- [Supplied material]
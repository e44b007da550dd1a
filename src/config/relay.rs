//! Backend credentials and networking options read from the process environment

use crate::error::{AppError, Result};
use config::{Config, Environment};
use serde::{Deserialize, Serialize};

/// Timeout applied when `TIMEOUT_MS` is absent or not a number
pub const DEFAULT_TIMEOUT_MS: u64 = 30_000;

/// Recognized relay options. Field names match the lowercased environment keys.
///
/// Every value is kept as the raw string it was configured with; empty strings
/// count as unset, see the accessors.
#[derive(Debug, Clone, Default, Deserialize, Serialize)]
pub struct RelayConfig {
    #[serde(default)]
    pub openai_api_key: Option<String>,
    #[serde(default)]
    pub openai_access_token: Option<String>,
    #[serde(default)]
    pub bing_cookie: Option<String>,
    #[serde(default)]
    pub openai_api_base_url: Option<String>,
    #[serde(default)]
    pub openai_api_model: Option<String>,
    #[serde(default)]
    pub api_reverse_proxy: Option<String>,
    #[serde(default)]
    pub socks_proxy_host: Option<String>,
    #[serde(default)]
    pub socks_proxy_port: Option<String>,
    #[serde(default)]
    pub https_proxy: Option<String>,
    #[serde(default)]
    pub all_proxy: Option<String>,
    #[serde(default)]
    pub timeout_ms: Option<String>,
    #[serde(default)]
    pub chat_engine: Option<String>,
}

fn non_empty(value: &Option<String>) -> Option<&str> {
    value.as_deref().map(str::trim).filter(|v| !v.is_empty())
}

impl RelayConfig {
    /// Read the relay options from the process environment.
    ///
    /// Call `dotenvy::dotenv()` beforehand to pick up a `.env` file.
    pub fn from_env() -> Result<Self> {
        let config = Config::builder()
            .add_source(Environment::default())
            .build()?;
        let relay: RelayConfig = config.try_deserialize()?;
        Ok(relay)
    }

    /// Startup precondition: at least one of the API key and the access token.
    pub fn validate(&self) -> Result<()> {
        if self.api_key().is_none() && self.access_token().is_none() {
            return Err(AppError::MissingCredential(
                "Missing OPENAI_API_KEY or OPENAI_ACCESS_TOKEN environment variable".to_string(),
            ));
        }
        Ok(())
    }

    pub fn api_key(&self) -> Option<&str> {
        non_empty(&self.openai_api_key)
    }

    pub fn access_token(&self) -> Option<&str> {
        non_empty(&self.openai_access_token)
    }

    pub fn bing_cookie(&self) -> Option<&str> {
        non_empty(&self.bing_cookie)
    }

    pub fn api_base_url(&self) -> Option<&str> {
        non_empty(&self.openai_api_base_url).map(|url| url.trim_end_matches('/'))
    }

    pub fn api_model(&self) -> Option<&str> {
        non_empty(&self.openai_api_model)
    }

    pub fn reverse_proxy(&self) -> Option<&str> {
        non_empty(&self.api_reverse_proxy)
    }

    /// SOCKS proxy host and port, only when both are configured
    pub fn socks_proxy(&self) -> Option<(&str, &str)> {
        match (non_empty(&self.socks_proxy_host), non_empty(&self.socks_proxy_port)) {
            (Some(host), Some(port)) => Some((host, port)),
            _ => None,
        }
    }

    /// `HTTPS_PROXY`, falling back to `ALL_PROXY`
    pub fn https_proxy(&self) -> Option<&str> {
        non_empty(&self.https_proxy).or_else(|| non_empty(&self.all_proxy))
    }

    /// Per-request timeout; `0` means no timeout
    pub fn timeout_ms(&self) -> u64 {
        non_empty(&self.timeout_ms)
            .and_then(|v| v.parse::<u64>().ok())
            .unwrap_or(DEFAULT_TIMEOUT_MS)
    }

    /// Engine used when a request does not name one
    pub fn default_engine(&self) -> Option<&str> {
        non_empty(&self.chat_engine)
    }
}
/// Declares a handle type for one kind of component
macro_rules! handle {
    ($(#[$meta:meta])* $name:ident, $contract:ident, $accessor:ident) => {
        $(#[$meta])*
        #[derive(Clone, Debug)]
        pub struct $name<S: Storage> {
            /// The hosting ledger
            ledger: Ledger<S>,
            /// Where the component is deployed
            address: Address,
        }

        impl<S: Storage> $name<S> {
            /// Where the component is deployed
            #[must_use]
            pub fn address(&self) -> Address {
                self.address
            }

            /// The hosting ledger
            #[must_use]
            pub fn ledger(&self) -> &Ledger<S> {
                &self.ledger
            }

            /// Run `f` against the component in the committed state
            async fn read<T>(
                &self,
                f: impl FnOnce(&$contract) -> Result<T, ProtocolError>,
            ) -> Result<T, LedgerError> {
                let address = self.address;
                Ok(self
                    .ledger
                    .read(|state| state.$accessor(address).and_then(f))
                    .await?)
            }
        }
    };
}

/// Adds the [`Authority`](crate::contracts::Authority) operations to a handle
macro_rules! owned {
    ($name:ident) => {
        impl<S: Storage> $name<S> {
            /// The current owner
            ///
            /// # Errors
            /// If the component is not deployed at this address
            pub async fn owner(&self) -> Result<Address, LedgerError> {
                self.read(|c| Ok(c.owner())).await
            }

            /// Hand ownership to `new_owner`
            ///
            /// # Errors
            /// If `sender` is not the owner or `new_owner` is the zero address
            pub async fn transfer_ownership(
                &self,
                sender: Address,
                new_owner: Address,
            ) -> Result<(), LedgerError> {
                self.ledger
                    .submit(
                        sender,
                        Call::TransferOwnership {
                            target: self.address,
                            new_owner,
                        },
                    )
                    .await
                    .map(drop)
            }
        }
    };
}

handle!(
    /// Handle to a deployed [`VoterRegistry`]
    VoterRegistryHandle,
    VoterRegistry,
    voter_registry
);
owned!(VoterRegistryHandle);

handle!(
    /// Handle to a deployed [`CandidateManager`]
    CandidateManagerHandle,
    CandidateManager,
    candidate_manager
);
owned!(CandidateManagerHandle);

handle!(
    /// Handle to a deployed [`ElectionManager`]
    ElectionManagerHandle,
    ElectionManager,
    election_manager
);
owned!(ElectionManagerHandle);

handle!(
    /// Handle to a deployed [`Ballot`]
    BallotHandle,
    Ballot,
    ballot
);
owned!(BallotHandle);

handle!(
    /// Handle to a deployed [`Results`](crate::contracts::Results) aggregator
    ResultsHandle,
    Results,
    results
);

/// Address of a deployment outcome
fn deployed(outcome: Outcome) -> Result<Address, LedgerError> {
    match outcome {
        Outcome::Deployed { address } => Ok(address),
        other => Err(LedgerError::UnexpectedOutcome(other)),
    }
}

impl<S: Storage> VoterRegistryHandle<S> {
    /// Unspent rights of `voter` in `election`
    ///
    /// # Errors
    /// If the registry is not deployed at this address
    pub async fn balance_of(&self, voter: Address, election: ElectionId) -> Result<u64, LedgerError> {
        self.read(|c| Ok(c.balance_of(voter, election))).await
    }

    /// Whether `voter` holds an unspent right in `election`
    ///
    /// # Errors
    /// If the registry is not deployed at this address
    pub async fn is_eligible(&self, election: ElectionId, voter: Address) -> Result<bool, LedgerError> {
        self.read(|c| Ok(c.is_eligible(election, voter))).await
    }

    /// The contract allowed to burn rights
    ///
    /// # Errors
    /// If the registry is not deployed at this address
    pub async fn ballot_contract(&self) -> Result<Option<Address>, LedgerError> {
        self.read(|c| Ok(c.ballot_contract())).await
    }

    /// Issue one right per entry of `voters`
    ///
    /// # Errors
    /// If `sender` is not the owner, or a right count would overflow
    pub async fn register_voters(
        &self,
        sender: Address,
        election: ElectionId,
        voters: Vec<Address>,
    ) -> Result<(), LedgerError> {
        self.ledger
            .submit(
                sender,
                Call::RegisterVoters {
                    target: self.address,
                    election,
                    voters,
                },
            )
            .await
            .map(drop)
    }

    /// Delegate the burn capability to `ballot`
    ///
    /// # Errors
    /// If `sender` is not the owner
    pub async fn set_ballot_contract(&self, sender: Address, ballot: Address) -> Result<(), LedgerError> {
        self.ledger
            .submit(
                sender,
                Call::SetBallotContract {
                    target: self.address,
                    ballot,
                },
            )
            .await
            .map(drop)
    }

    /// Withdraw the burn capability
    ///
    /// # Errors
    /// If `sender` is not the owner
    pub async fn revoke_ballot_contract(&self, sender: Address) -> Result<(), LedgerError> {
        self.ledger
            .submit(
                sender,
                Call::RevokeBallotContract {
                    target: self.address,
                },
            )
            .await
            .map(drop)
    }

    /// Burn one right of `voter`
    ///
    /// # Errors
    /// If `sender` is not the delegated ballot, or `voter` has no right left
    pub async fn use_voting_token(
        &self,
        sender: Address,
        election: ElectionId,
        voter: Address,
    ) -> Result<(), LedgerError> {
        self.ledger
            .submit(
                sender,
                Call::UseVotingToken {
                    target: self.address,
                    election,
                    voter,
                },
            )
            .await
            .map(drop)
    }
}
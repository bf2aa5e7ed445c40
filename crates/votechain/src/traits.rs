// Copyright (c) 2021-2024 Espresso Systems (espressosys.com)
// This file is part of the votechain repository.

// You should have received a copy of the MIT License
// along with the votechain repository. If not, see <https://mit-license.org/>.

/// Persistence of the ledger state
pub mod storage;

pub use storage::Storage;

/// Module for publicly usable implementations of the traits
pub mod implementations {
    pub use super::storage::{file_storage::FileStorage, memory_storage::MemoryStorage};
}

- [Assignment] Filter the records down to the lines that contain the string "AppError", and copy those lines.

- [Solution to this problem]
use crate::error::{AppError, Result};
            return Err(AppError::MissingCredential(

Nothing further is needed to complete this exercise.